* **EXERCISE DIRECTIONS**: Within the records below, find each line that holds the string "check", then copy it.

START DATA

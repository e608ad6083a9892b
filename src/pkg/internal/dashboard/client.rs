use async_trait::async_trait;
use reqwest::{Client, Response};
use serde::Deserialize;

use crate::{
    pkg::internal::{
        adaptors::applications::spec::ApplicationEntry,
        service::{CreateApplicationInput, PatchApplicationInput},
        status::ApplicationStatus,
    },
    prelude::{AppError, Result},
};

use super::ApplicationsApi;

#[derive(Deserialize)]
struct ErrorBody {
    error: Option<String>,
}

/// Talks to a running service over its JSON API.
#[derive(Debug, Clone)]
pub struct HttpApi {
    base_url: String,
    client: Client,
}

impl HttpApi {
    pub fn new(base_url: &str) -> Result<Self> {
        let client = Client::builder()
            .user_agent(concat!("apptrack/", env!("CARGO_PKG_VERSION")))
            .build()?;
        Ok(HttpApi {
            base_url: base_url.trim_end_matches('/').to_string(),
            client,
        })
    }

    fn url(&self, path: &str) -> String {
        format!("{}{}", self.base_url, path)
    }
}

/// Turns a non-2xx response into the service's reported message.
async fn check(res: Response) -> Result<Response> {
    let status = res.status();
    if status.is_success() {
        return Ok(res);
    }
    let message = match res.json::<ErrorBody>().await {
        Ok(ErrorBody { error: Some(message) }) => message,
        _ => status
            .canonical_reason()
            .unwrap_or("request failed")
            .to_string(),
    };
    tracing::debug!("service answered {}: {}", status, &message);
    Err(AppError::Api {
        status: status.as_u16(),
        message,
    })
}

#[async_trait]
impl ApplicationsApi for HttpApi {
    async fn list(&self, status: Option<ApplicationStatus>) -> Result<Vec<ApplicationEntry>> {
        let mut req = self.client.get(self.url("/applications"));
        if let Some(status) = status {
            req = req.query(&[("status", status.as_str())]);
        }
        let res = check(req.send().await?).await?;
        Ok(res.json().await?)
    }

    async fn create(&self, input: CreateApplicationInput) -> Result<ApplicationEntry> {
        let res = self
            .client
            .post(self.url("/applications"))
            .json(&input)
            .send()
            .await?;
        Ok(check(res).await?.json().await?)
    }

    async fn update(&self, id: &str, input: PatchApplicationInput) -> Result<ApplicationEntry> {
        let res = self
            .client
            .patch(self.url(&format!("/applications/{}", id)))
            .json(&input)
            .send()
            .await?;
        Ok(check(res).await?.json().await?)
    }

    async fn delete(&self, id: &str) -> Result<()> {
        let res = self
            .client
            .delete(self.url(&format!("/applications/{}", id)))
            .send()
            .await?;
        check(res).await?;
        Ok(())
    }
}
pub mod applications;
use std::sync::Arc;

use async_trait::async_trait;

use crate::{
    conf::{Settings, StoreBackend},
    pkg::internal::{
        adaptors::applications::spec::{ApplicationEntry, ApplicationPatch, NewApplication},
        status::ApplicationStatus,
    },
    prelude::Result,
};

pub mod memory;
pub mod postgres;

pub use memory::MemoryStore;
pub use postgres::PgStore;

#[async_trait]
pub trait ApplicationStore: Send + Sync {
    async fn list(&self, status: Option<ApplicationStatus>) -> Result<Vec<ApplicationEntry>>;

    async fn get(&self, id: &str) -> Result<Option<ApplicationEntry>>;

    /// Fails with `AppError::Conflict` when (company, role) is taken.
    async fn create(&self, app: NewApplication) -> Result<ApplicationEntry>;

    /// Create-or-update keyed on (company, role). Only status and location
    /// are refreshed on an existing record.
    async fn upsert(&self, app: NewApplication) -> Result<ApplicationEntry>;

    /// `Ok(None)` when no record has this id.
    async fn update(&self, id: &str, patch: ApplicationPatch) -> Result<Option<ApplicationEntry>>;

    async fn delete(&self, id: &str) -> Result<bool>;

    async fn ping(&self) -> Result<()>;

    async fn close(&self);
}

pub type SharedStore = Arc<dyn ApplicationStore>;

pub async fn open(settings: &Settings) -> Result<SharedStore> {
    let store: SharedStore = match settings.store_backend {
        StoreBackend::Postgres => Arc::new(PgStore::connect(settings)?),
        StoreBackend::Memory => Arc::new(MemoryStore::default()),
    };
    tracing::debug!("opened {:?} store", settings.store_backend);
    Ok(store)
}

END DATA
START DATA

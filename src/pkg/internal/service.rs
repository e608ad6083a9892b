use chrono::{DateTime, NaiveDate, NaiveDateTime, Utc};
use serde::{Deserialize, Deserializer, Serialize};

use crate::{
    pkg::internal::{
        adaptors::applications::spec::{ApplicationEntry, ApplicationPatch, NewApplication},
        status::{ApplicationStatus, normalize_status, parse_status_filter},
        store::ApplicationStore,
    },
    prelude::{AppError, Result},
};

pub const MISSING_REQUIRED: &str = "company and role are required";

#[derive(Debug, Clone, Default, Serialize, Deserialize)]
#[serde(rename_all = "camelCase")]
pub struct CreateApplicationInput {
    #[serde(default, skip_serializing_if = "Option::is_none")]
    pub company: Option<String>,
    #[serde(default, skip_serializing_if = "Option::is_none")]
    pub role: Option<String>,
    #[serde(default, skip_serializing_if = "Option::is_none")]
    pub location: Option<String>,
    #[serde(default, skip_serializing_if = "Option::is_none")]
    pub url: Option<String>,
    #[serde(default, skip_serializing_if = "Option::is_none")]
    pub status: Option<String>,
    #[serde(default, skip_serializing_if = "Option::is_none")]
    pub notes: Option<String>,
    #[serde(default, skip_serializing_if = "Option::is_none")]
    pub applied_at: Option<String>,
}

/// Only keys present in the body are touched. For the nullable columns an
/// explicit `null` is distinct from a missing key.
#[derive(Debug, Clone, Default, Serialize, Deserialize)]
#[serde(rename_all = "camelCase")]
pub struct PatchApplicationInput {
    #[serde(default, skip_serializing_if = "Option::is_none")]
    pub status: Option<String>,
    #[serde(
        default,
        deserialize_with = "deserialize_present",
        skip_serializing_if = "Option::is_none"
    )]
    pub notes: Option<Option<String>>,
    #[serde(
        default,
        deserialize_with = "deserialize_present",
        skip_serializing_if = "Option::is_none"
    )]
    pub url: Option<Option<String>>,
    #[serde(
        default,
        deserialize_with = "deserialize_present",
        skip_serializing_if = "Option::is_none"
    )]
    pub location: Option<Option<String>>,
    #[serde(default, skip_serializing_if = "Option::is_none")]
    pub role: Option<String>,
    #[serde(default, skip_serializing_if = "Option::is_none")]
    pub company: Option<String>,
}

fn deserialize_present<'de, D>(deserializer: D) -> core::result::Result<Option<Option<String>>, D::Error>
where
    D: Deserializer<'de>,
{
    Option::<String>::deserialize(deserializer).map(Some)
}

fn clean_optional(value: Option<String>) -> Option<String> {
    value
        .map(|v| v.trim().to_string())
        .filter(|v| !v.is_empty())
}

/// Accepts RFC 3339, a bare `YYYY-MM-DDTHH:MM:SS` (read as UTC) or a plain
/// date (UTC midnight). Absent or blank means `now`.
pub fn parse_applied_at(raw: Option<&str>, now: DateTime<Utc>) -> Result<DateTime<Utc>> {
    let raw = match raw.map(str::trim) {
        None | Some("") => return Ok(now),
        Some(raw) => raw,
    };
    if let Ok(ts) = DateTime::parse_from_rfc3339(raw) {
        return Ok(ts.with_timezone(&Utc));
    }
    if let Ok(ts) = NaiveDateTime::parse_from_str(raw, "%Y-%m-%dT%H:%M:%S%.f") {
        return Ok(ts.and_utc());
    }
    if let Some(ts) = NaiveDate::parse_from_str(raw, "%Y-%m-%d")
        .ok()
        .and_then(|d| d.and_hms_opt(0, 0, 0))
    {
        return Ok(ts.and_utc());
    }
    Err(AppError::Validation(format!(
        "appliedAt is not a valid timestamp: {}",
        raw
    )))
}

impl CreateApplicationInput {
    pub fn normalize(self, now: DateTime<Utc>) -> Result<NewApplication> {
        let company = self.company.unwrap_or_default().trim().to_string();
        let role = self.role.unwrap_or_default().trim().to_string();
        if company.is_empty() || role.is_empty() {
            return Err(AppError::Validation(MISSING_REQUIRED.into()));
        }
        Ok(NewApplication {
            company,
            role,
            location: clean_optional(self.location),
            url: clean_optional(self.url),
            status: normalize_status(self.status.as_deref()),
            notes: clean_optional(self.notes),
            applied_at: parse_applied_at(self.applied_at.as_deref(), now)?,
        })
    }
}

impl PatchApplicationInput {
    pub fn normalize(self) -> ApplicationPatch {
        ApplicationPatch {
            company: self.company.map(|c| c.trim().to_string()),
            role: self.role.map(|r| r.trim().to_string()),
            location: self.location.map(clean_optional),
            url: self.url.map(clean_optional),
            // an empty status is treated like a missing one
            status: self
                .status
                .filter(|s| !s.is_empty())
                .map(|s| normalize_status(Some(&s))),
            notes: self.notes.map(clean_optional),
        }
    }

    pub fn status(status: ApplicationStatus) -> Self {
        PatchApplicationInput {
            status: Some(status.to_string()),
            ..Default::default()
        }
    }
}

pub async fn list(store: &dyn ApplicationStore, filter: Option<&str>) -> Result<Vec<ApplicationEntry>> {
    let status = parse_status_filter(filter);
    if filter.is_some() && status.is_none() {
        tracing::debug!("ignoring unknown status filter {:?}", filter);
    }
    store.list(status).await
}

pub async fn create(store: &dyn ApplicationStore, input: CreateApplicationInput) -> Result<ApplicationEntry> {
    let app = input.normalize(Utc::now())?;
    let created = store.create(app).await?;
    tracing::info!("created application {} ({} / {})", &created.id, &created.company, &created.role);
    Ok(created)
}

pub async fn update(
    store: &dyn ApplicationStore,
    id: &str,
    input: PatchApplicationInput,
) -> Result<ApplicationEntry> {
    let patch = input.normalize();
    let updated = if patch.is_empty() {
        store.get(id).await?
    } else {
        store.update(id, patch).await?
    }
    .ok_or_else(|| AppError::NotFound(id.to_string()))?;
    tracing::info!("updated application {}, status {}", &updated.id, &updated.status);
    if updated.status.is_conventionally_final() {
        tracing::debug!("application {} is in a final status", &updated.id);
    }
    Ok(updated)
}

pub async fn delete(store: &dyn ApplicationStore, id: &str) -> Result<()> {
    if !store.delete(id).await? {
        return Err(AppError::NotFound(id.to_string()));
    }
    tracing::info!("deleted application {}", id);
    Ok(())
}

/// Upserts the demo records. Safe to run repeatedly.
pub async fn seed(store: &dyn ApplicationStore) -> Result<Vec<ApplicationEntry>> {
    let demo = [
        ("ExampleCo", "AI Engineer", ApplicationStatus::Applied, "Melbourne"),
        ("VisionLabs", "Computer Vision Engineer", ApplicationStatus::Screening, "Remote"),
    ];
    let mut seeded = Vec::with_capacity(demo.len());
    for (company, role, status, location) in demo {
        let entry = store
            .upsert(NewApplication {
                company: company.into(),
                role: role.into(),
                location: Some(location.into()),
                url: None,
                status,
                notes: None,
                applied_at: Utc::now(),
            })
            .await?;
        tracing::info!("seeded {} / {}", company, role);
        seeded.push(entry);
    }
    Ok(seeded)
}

END DATA
START DATA

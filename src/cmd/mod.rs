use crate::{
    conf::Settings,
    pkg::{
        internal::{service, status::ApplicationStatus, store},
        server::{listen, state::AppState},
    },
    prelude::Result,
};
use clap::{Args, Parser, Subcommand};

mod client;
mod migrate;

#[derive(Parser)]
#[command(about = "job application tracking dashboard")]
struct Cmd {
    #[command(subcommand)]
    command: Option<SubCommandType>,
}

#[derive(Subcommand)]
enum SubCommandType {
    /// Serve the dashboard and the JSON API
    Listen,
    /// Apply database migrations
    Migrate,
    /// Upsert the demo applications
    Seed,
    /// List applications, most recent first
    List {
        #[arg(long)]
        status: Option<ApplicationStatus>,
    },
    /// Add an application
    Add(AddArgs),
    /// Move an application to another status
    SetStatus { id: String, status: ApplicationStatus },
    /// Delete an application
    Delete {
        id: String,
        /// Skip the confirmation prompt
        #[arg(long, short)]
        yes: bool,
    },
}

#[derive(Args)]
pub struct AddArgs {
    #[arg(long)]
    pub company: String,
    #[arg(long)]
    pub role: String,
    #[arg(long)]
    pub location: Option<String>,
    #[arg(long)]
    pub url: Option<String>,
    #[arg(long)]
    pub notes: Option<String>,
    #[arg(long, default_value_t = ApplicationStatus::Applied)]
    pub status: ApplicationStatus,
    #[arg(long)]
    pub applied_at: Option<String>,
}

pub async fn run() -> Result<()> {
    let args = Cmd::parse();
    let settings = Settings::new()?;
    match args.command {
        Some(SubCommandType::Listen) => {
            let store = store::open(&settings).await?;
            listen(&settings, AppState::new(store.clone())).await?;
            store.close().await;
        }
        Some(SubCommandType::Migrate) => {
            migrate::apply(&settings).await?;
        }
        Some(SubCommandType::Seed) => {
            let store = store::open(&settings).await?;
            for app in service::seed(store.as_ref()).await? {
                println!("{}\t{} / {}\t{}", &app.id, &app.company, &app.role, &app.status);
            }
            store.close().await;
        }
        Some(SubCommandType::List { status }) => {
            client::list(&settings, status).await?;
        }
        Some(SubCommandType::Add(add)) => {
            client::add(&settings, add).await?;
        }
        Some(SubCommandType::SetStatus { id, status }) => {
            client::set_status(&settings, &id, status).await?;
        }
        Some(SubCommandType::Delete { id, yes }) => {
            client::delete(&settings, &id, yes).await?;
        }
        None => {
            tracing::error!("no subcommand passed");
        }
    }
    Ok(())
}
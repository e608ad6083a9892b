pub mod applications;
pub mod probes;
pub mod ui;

END DATA

* **EXERCISE OUTPUT**:
async fn check(res: Response) -> Result<Response> {
        let res = check(req.send().await?).await?;
        Ok(check(res).await?.json().await?)
        Ok(check(res).await?.json().await?)
        check(res).await?;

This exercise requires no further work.